EXTRACTED DATA section start
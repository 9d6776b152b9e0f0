//! Writing results for clinic staff
//!
//! Findings are converted to a record batch with `serde_arrow` and written as
//! CSV; the summary and chart are plain text; the aggregate counts are also
//! written as JSON for downstream tooling.

use std::path::{Path, PathBuf};

use arrow::csv::WriterBuilder;
use arrow_schema::FieldRef;
use chrono::NaiveDate;
use serde::{Deserialize, Serialize};
use serde_arrow::schema::{SchemaLike, TracingOptions};

use crate::algorithm::care_gaps::GapSummary;
use crate::algorithm::cleaning::CleaningReport;
use crate::algorithm::quality::QualityIssue;
use crate::error::util::{ensure_directory, safe_create_file};
use crate::error::{CareGapError, Result};
use crate::models::GapFinding;
use crate::utils::logging::log_file_written;

pub const REPORT_CSV: &str = "care_gaps_report.csv";
pub const SUMMARY_TXT: &str = "care_gap_summary.txt";
pub const CHART_TXT: &str = "care_gaps_chart.txt";
pub const SUMMARY_JSON: &str = "care_gap_summary.json";

/// One row of the care gap report
#[derive(Debug, Clone, PartialEq, Eq, Serialize, Deserialize)]
pub struct ReportRow {
    pub patient_id: String,
    pub name: String,
    pub age: Option<i32>,
    pub gender: Option<String>,
    pub phone: Option<String>,
    pub email: Option<String>,
    pub gap_types: String,
    pub priority: String,
}

impl From<&GapFinding> for ReportRow {
    fn from(finding: &GapFinding) -> Self {
        Self {
            patient_id: finding.patient_id.clone(),
            name: finding.name.clone(),
            age: finding.age,
            gender: finding.sex.as_ref().map(|sex| sex.code().to_string()),
            phone: finding.phone.clone(),
            email: finding.email.clone(),
            gap_types: finding.joined_labels(),
            priority: finding.priority.to_string(),
        }
    }
}

/// JSON document with the run's aggregate results
#[derive(Debug, Serialize)]
pub struct SummaryDocument<'a> {
    pub generated_at: String,
    pub reference_date: NaiveDate,
    pub cleaning: &'a CleaningReport,
    pub summary: &'a GapSummary,
    pub gap_percentage: f64,
    pub quality_issues: Vec<String>,
}

/// Paths of the files written by [`export_results`]
#[derive(Debug, Clone, PartialEq, Eq)]
pub struct ExportedFiles {
    pub report_csv: PathBuf,
    pub summary_txt: PathBuf,
    pub chart_txt: PathBuf,
    pub summary_json: PathBuf,
}

/// Everything [`export_results`] writes
#[derive(Debug)]
pub struct ExportBundle<'a> {
    pub findings: &'a [GapFinding],
    pub summary: &'a GapSummary,
    pub cleaning: &'a CleaningReport,
    pub issues: &'a [QualityIssue],
    pub summary_text: &'a str,
    pub chart_text: &'a str,
    pub generated_at: String,
    pub reference_date: NaiveDate,
}

/// Write the report CSV, summary text, chart and JSON summary
pub fn export_results(output_dir: &Path, bundle: &ExportBundle<'_>) -> Result<ExportedFiles> {
    ensure_directory(output_dir, "exporting results")?;

    let files = ExportedFiles {
        report_csv: output_dir.join(REPORT_CSV),
        summary_txt: output_dir.join(SUMMARY_TXT),
        chart_txt: output_dir.join(CHART_TXT),
        summary_json: output_dir.join(SUMMARY_JSON),
    };

    let rows: Vec<ReportRow> = bundle.findings.iter().map(ReportRow::from).collect();
    write_csv_rows(&files.report_csv, &rows)?;

    write_text(&files.summary_txt, bundle.summary_text)?;
    write_text(&files.chart_txt, bundle.chart_text)?;

    let document = SummaryDocument {
        generated_at: bundle.generated_at.clone(),
        reference_date: bundle.reference_date,
        cleaning: bundle.cleaning,
        summary: bundle.summary,
        gap_percentage: bundle.summary.gap_percentage(),
        quality_issues: bundle.issues.iter().map(ToString::to_string).collect(),
    };
    let json_file = safe_create_file(&files.summary_json, "writing JSON summary")?;
    serde_json::to_writer_pretty(json_file, &document)?;

    Ok(files)
}

/// Write serializable rows as a CSV file with a header
///
/// The column layout is traced from the row type, so an empty slice still
/// produces a header line.
pub fn write_csv_rows<T>(path: &Path, rows: &[T]) -> Result<()>
where
    T: Serialize + for<'de> Deserialize<'de>,
{
    let fields = Vec::<FieldRef>::from_type::<T>(TracingOptions::default())?;
    let batch = serde_arrow::to_record_batch(&fields, &rows)?;

    let file = safe_create_file(path, "writing CSV")?;
    let mut writer = WriterBuilder::new().with_header(true).build(file);
    writer.write(&batch)?;

    log_file_written(path, rows.len());
    Ok(())
}

fn write_text(path: &Path, contents: &str) -> Result<()> {
    std::fs::write(path, contents)
        .map_err(|e| CareGapError::file_with_source(path, "Failed to write report", e))
}
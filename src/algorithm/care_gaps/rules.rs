//! Preventive care rules
//!
//! Four independent rules decide which services a patient is missing:
//!
//! | Gap                  | Applies to         | Triggered when                          |
//! |----------------------|--------------------|-----------------------------------------|
//! | Mammogram overdue    | women aged 40+     | due date missing or before today        |
//! | Colonoscopy overdue  | anyone aged 50+    | due date missing or before today        |
//! | Annual visit overdue | everyone           | no dated visit within the last 365 days |
//! | Flu shot needed      | everyone           | due date missing or before today        |
//!
//! A missing due date counts as overdue. A patient whose age is unknown is
//! not subject to the age-gated rules.

use crate::models::{GapList, GapType, Patient, ScreeningRecord};
use crate::utils::dates::days_between;
use chrono::NaiveDate;

/// Minimum age for mammogram screening (women only)
pub const MAMMOGRAM_MIN_AGE: i32 = 40;

/// Minimum age for colonoscopy screening
pub const COLONOSCOPY_MIN_AGE: i32 = 50;

/// A visit older than this many days no longer counts as the annual visit
pub const ANNUAL_VISIT_WINDOW_DAYS: i64 = 365;

/// Evaluate all rules for one patient
///
/// Gaps are returned in [`GapType::ALL`] order.
#[must_use]
pub fn evaluate_patient(
    patient: &Patient,
    screening: Option<&ScreeningRecord>,
    visit_dates: &[Option<NaiveDate>],
    today: NaiveDate,
) -> GapList {
    let mut gaps = GapList::new();

    if needs_mammogram(patient, screening, today) {
        gaps.push(GapType::MammogramOverdue);
    }
    if needs_colonoscopy(patient, screening, today) {
        gaps.push(GapType::ColonoscopyOverdue);
    }
    if needs_annual_visit(visit_dates, today) {
        gaps.push(GapType::AnnualVisitOverdue);
    }
    if needs_flu_shot(screening, today) {
        gaps.push(GapType::FluShotNeeded);
    }

    gaps
}

/// Women 40+ whose mammogram due date is missing or past
#[must_use]
pub fn needs_mammogram(
    patient: &Patient,
    screening: Option<&ScreeningRecord>,
    today: NaiveDate,
) -> bool {
    patient.is_female()
        && patient.is_at_least(MAMMOGRAM_MIN_AGE)
        && is_overdue(screening.and_then(|s| s.mammogram_due), today)
}

/// Anyone 50+ whose colonoscopy due date is missing or past
#[must_use]
pub fn needs_colonoscopy(
    patient: &Patient,
    screening: Option<&ScreeningRecord>,
    today: NaiveDate,
) -> bool {
    patient.is_at_least(COLONOSCOPY_MIN_AGE)
        && is_overdue(screening.and_then(|s| s.colonoscopy_due), today)
}

/// No visits, only undated visits, or a last visit over a year ago
#[must_use]
pub fn needs_annual_visit(visit_dates: &[Option<NaiveDate>], today: NaiveDate) -> bool {
    match most_recent_visit(visit_dates) {
        Some(last_visit) => days_between(last_visit, today) > ANNUAL_VISIT_WINDOW_DAYS,
        None => true,
    }
}

/// Flu shot due date missing or past
#[must_use]
pub fn needs_flu_shot(screening: Option<&ScreeningRecord>, today: NaiveDate) -> bool {
    is_overdue(screening.and_then(|s| s.flu_shot_due), today)
}

/// Latest dated visit; undated visits are ignored
#[must_use]
pub fn most_recent_visit(visit_dates: &[Option<NaiveDate>]) -> Option<NaiveDate> {
    visit_dates.iter().flatten().max().copied()
}

/// A due date is overdue when it is unknown or strictly before `today`
#[must_use]
pub fn is_overdue(due: Option<NaiveDate>, today: NaiveDate) -> bool {
    due.is_none_or(|due| due < today)
}
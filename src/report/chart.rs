//! Text bar chart of care gap counts

use crate::algorithm::care_gaps::GapCounts;
use std::fmt;

/// Character used to draw bars
pub const BAR_CHAR: char = '█';

/// Horizontal bar chart, one row per gap type
///
/// The longest bar is `width` characters; any non-zero count gets at least
/// one character.
#[derive(Debug, Clone, Copy)]
pub struct GapChart<'a> {
    pub counts: &'a GapCounts,
    pub width: usize,
}

/// Render the gap chart as text
#[must_use]
pub fn render_gap_chart(counts: &GapCounts, width: usize) -> String {
    GapChart { counts, width }.to_string()
}

impl fmt::Display for GapChart<'_> {
    fn fmt(&self, f: &mut fmt::Formatter<'_>) -> fmt::Result {
        if self.counts.is_empty() {
            return writeln!(f, "No care gaps found - no visualization needed.");
        }

        let label_width = self
            .counts
            .iter()
            .map(|(gap, _)| gap.label().chars().count())
            .max()
            .unwrap_or(0);
        let max_count = self.counts.max_count().max(1);

        writeln!(f, "Care Gaps by Type")?;
        for (gap, count) in self.counts.iter() {
            let bar_len = (count * self.width).div_ceil(max_count);
            let bar: String = std::iter::repeat_n(BAR_CHAR, bar_len).collect();
            writeln!(f, "{:<label_width$} | {bar} {count}", gap.label())?;
        }
        Ok(())
    }
}
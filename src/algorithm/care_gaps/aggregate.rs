//! Aggregate views over care gap findings
//!
//! A single pass over the findings produces the [`GapSummary`] consumed by the
//! text report, the chart and the JSON export.

use crate::models::{GapFinding, GapType, PriorityTier};
use serde::{Serialize, Serializer};
use serde::ser::SerializeMap;

/// Number of patients per priority tier; every tier is always present
#[derive(Debug, Clone, Copy, Default, PartialEq, Eq)]
pub struct PriorityCounts {
    high: usize,
    medium: usize,
    low: usize,
}

impl PriorityCounts {
    #[must_use]
    pub const fn get(&self, tier: PriorityTier) -> usize {
        match tier {
            PriorityTier::High => self.high,
            PriorityTier::Medium => self.medium,
            PriorityTier::Low => self.low,
        }
    }

    fn increment(&mut self, tier: PriorityTier) {
        match tier {
            PriorityTier::High => self.high += 1,
            PriorityTier::Medium => self.medium += 1,
            PriorityTier::Low => self.low += 1,
        }
    }

    /// Tier counts in High, Medium, Low order
    pub fn iter(&self) -> impl Iterator<Item = (PriorityTier, usize)> + '_ {
        PriorityTier::ALL.into_iter().map(|tier| (tier, self.get(tier)))
    }

    #[must_use]
    pub const fn total(&self) -> usize {
        self.high + self.medium + self.low
    }
}

impl Serialize for PriorityCounts {
    fn serialize<S: Serializer>(&self, serializer: S) -> Result<S::Ok, S::Error> {
        let mut map = serializer.serialize_map(Some(PriorityTier::ALL.len()))?;
        for (tier, count) in self.iter() {
            map.serialize_entry(tier.as_str(), &count)?;
        }
        map.end()
    }
}

/// Number of patients per gap type, ordered by first occurrence
#[derive(Debug, Clone, Default, PartialEq, Eq)]
pub struct GapCounts {
    entries: Vec<(GapType, usize)>,
}

impl GapCounts {
    fn increment(&mut self, gap: GapType) {
        if let Some((_, count)) = self.entries.iter_mut().find(|(g, _)| *g == gap) {
            *count += 1;
        } else {
            self.entries.push((gap, 1));
        }
    }

    /// Count for a gap type; zero when no patient has it
    #[must_use]
    pub fn get(&self, gap: GapType) -> usize {
        self.entries
            .iter()
            .find(|(g, _)| *g == gap)
            .map_or(0, |(_, count)| *count)
    }

    pub fn iter(&self) -> impl Iterator<Item = (GapType, usize)> + '_ {
        self.entries.iter().copied()
    }

    #[must_use]
    pub fn len(&self) -> usize {
        self.entries.len()
    }

    #[must_use]
    pub fn is_empty(&self) -> bool {
        self.entries.is_empty()
    }

    /// Largest single count, used to scale charts
    #[must_use]
    pub fn max_count(&self) -> usize {
        self.entries.iter().map(|(_, count)| *count).max().unwrap_or(0)
    }
}

impl Serialize for GapCounts {
    fn serialize<S: Serializer>(&self, serializer: S) -> Result<S::Ok, S::Error> {
        let mut map = serializer.serialize_map(Some(self.entries.len()))?;
        for (gap, count) in &self.entries {
            map.serialize_entry(gap.label(), count)?;
        }
        map.end()
    }
}

/// Aggregate counts for one run
#[derive(Debug, Clone, Default, PartialEq, Eq, Serialize)]
pub struct GapSummary {
    pub total_patients: usize,
    pub patients_with_gaps: usize,
    pub gap_counts: GapCounts,
    pub priority_counts: PriorityCounts,
}

impl GapSummary {
    /// Share of patients with at least one gap, in percent
    #[must_use]
    pub fn gap_percentage(&self) -> f64 {
        if self.total_patients == 0 {
            0.0
        } else {
            self.patients_with_gaps as f64 / self.total_patients as f64 * 100.0
        }
    }
}

/// Count gap types and priority tiers across all findings
///
/// `total_patients` is the size of the analysed roster and is carried through
/// for percentage reporting.
#[must_use]
pub fn aggregate(findings: &[GapFinding], total_patients: usize) -> GapSummary {
    let mut gap_counts = GapCounts::default();
    let mut priority_counts = PriorityCounts::default();

    for finding in findings {
        for gap in &finding.gaps {
            gap_counts.increment(*gap);
        }
        priority_counts.increment(finding.priority);
    }

    GapSummary {
        total_patients,
        patients_with_gaps: findings.len(),
        gap_counts,
        priority_counts,
    }
}
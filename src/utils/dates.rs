//! Date parsing and arithmetic
//!
//! Clinic extracts mix date formats; values that match none of the configured
//! formats are treated as missing rather than failing the load.

use chrono::NaiveDate;

/// Configuration for date format handling
#[derive(Debug, Clone, PartialEq, Eq)]
pub struct DateFormatConfig {
    /// Date format strings tried in order
    pub date_formats: Vec<String>,
    /// Enable heuristic format detection after the list is exhausted
    pub enable_format_detection: bool,
}

impl Default for DateFormatConfig {
    fn default() -> Self {
        Self {
            date_formats: vec![
                "%Y-%m-%d".to_string(), // ISO format: 2023-01-15
                "%m/%d/%Y".to_string(), // US: 01/15/2023
                "%d.%m.%Y".to_string(), // 15.01.2023
                "%Y%m%d".to_string(),   // Compact: 20230115
                "%d %b %Y".to_string(), // 15 Jan 2023
                "%d %B %Y".to_string(), // 15 January 2023
            ],
            enable_format_detection: true,
        }
    }
}

/// Parse a date string with multiple format attempts
///
/// A trailing time component (`2024-01-15 00:00:00` or `2024-01-15T08:30`)
/// is ignored.
#[must_use]
pub fn parse_date_string(s: &str, config: &DateFormatConfig) -> Option<NaiveDate> {
    let s = s.trim();
    if s.is_empty() {
        return None;
    }
    let s = strip_time(s);

    for format in &config.date_formats {
        if let Ok(date) = NaiveDate::parse_from_str(s, format) {
            return Some(date);
        }
    }

    if config.enable_format_detection {
        if let Some(detected_format) = detect_date_format(s) {
            if let Ok(date) = NaiveDate::parse_from_str(s, detected_format) {
                return Some(date);
            }
        }
    }

    None
}

fn strip_time(s: &str) -> &str {
    if s.len() > 10 && s.is_char_boundary(10) {
        let (date, rest) = s.split_at(10);
        let bytes = date.as_bytes();
        let iso_like = matches!(bytes[4], b'-' | b'/') && bytes[4] == bytes[7];
        if iso_like && (rest.starts_with(' ') || rest.starts_with('T')) {
            return date;
        }
    }
    s
}

/// Try to detect the date format based on string patterns
#[must_use]
pub fn detect_date_format(s: &str) -> Option<&'static str> {
    if s.len() == 10 && s.chars().nth(4) == Some('/') && s.chars().nth(7) == Some('/') {
        return Some("%Y/%m/%d");
    }

    if s.contains('-') {
        let parts: Vec<&str> = s.split('-').collect();
        if parts.len() == 3 && parts[2].len() == 4 {
            return Some("%m-%d-%Y");
        }
    }

    if s.contains('/') {
        let parts: Vec<&str> = s.split('/').collect();
        if parts.len() == 3 && parts[2].len() == 4 {
            // Only unambiguous when the first part cannot be a month
            if parts[0].parse::<u8>().is_ok_and(|first| first > 12) {
                return Some("%d/%m/%Y");
            }
        }
    }

    None
}

/// Signed number of days from `from` to `to`
#[must_use]
pub fn days_between(from: NaiveDate, to: NaiveDate) -> i64 {
    (to - from).num_days()
}
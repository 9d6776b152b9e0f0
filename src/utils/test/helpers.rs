//! Test helper functions

use std::path::{Path, PathBuf};

use chrono::NaiveDate;

use crate::error::{CareGapError, Result};
use crate::models::{PatientRecord, Sex};

/// Build a date, panicking on an invalid calendar day
///
/// # Panics
/// Panics if the year, month and day do not form a valid date.
#[must_use]
pub fn date(year: i32, month: u32, day: u32) -> NaiveDate {
    NaiveDate::from_ymd_opt(year, month, day)
        .unwrap_or_else(|| panic!("invalid test date {year}-{month}-{day}"))
}

/// A raw patient record with the fields most tests care about
#[must_use]
pub fn patient_record(id: Option<&str>, age: Option<i32>, sex: Option<&str>) -> PatientRecord {
    PatientRecord {
        patient_id: id.map(str::to_string),
        first_name: Some("Test".to_string()),
        last_name: id.map(|id| format!("Patient {id}")),
        age,
        sex: sex.and_then(Sex::from_code),
        phone: Some("555-123-4567".to_string()),
        email: Some("test@example.com".to_string()),
        primary_diagnosis: None,
    }
}

/// Write a hand-made CSV table (header plus rows) into `dir`
pub fn write_text_table(dir: &Path, table: &str, lines: &[&str]) -> Result<PathBuf> {
    let path = dir.join(format!("{table}.csv"));
    let mut contents = lines.join("\n");
    contents.push('\n');
    std::fs::write(&path, contents)
        .map_err(|e| CareGapError::file_with_source(&path, "Failed to write test table", e))?;
    Ok(path)
}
EXTRACTED DATA section end
Within the entries, find all lines holding "Iterator" and copy each one.

    pub fn iter(&self) -> impl Iterator<Item = (PriorityTier, usize)> + '_ {
    pub fn iter(&self) -> impl Iterator<Item = (GapType, usize)> + '_ {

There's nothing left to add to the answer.